HIS-Data
Home | Suche
Zedler: Staats-Wissenschafft HIS-Data
5028-39-707-12
Titel: Staats-Wissenschafft
Quelle: Zedler Universal-Lexicon
Band: 39 Sp. 707
Jahr: 1744
Originaltext: Digitalisat BSB Bd. 39 S. 367
Vorheriger Artikel: Staats-Übel
Folgender Artikel: Staatz
Siehe auch:
Hinweise:
  • Allgemeine Bemerkungen zur Textgestaltung siehe Hauptartikel
  • Für die Auflösung der Quellenangaben siehe: Personen

  Text  
  Staats-Wissenschafft, Staats-Lehre, Politica publica, Prudentia publica, wir wollen hier zweyerley untersuchen: erstlich nach der Theorie, was die Staats-Lehre sey?
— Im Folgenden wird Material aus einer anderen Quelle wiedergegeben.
//! Persistence collaborator contract.
//!
//! # Responsibility
//! - Define the async remote-store seam every mutation and list read goes
//!   through.
//! - Keep request and partial-update record shapes next to the contract.
//!
//! # Invariants
//! - The remote store is the ultimate source of truth; this core owns no
//!   durable state of its own.
//! - Every operation is fallible and may suspend; none of them panics.
//!
//! # See also
//! - docs/architecture/persistence.md

use crate::model::skill::{DiaryEntry, ProgressUpdate, Skill, SkillId, SkillLevel};
use async_trait::async_trait;
use chrono::{DateTime, Utc};
use std::collections::BTreeSet;
use std::error::Error;
use std::fmt::{Display, Formatter};

pub type StoreResult<T> = Result<T, StoreError>;

/// Failure surfaced by the persistence collaborator.
#[derive(Debug, Clone, PartialEq, Eq)]
pub enum StoreError {
    /// Network, auth or server failure while reaching the remote store.
    Transport(String),
    /// The remote store rejected the payload.
    Validation(String),
    /// The target record does not exist remotely.
    NotFound(SkillId),
}

impl Display for StoreError {
    fn fmt(&self, f: &mut Formatter<'_>) -> std::fmt::Result {
        match self {
            Self::Transport(message) => write!(f, "store transport failure: {message}"),
            Self::Validation(message) => write!(f, "store rejected payload: {message}"),
            Self::NotFound(id) => write!(f, "skill not found: {id}"),
        }
    }
}

impl Error for StoreError {}

/// Fields for creating one skill remotely.
#[derive(Debug, Clone, PartialEq, Eq)]
pub struct NewSkill {
    /// Owning user in the remote schema.
    pub user_id: String,
    pub name: String,
    pub description: String,
}

/// Fields for persisting one diary entry.
///
/// The store stamps the entry's calendar day at creation time; callers do
/// not pick it.
#[derive(Debug, Clone, PartialEq)]
pub struct NewEntry {
    pub skill_id: SkillId,
    pub content: String,
    pub hours: f64,
}

/// Fields for appending one progress update.
#[derive(Debug, Clone, PartialEq, Eq)]
pub struct NewProgressUpdate {
    pub skill_id: SkillId,
    pub progress: u8,
    pub notes: String,
}

/// Partial update for skill fields; `None` leaves a field untouched.
#[derive(Debug, Clone, Default, PartialEq)]
pub struct SkillPatch {
    pub name: Option<String>,
    pub description: Option<String>,
    pub progress: Option<u8>,
    pub current_level: Option<SkillLevel>,
    pub completed_levels: Option<BTreeSet<SkillLevel>>,
    pub streak: Option<u32>,
    pub total_hours: Option<f64>,
    pub last_updated: Option<DateTime<Utc>>,
}

impl SkillPatch {
    /// Returns whether the patch changes nothing.
    pub fn is_empty(&self) -> bool {
        self == &Self::default()
    }

    /// Merges this patch into a skill record, leaving `None` fields alone.
    pub fn apply_to(&self, skill: &mut Skill) {
        if let Some(name) = &self.name {
            skill.name = name.clone();
        }
        if let Some(description) = &self.description {
            skill.description = description.clone();
        }
        if let Some(progress) = self.progress {
            skill.progress = progress;
        }
        if let Some(level) = self.current_level {
            skill.current_level = level;
        }
        if let Some(completed) = &self.completed_levels {
            skill.completed_levels = completed.clone();
        }
        if let Some(streak) = self.streak {
            skill.streak = streak;
        }
        if let Some(total_hours) = self.total_hours {
            skill.total_hours = total_hours;
        }
        if let Some(last_updated) = self.last_updated {
            skill.last_updated = last_updated;
        }
    }
}

/// Remote persistence interface consumed by the tracker.
///
/// Implementations wrap whatever transport the host app uses; the in-memory
/// implementation backs tests and the CLI probe.
#[async_trait]
pub trait SkillStore: Send + Sync {
    /// Creates a skill and returns the stored record.
    async fn create_skill(&self, new: &NewSkill) -> StoreResult<Skill>;

    /// Applies a partial update and returns the updated record.
    async fn update_skill(&self, id: SkillId, patch: &SkillPatch) -> StoreResult<Skill>;

    /// Deletes a skill; the remote store cascades to its entries and
    /// progress updates.
    async fn delete_skill(&self, id: SkillId) -> StoreResult<()>;

    /// Appends one diary entry to a skill.
    async fn create_entry(&self, new: &NewEntry) -> StoreResult<DiaryEntry>;

    /// Appends one progress update to a skill.
    async fn create_progress_update(
        &self,
        new: &NewProgressUpdate,
    ) -> StoreResult<ProgressUpdate>;

    /// Lists a user's skills, optionally paginated.
    async fn list_skills(
        &self,
        user_id: &str,
        page: Option<u32>,
        limit: Option<u32>,
    ) -> StoreResult<Vec<Skill>>;

    /// Lists one skill's progress history, oldest first.
    async fn list_progress_updates(&self, skill_id: SkillId) -> StoreResult<Vec<ProgressUpdate>>;
}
Hernach nach der Praxi, wie sie vorzutragen und zu erlernen sey?  
  Erstlich haben wir nach der Theorie zu sehen, was die Staats-Lehre sey? Man pflegt dieses Wort in weitern und engern Verstande zu nehmen, und verstehet nach jenem dadurch denjenigen Theil der practischen Philosophie, welcher zeiget, wie man sich in allen Ständen klüglich aufführen, und seinen Nutzen auf eine rechtmäßige Art befördern soll.  
  Weil sie ein Theil der practischen Philosophie, so handelt sie von der Menschen Thun und Lassen; Indem sie aber nur einen Theil ausmachet, so handelt sie auch nur in gewisser Absicht davon, nehmlich so ferne es nach den Regeln der Klugheit einzurichten, welche die Mittel zeigen, wie ein Mensch seine vernünfftigen Absichten erreichen, und seinen Nutzen befördern soll.  
  Die Menschen befinden sich in verschiedenen Ständen, wie  
  {Sp. 708}  
  dieses der Artickel vom Stand ausweiset, und deswegen sind auch die Absichten unterschieden. Sie gehet auf die Glückseligkeit der Menschen, und zwar nur auf die äusserliche.  
  Im engern Sinne verstehet man durch die Staats-Lehre denjenigen Theil der Klugheits-Lehre oder Politick, welcher insonderheit lehret, wie ein Staat oder Republick klüglich zu regieren. Es kommen dabey verschiedene Absichten für, und dazu sind auch verschiedene Mittel nöthig, daraus die besondern Stücke dieser Klugheit entspringen. Denn da handelt man von der Klugheit  
 
  • in Gesetzen und Gerichten,
  • in Straffen und Belohnungen,
  • die Ämter wohl zu besetzen,
  • den Schatz zu vermehren,
  • einen Staat aufzuhelffen,
  • das Religions-Wesen zum Nutzen des Staats einzurichten,
  • Krieg zu führen,
  • Alliantzen und Bündnisse zuschliessen,
  • Gesandten zu schicken,
  • u.s.w.
 
  von welchen Materien die Ausführung unter den gehörigen Artickeln zu suchen.  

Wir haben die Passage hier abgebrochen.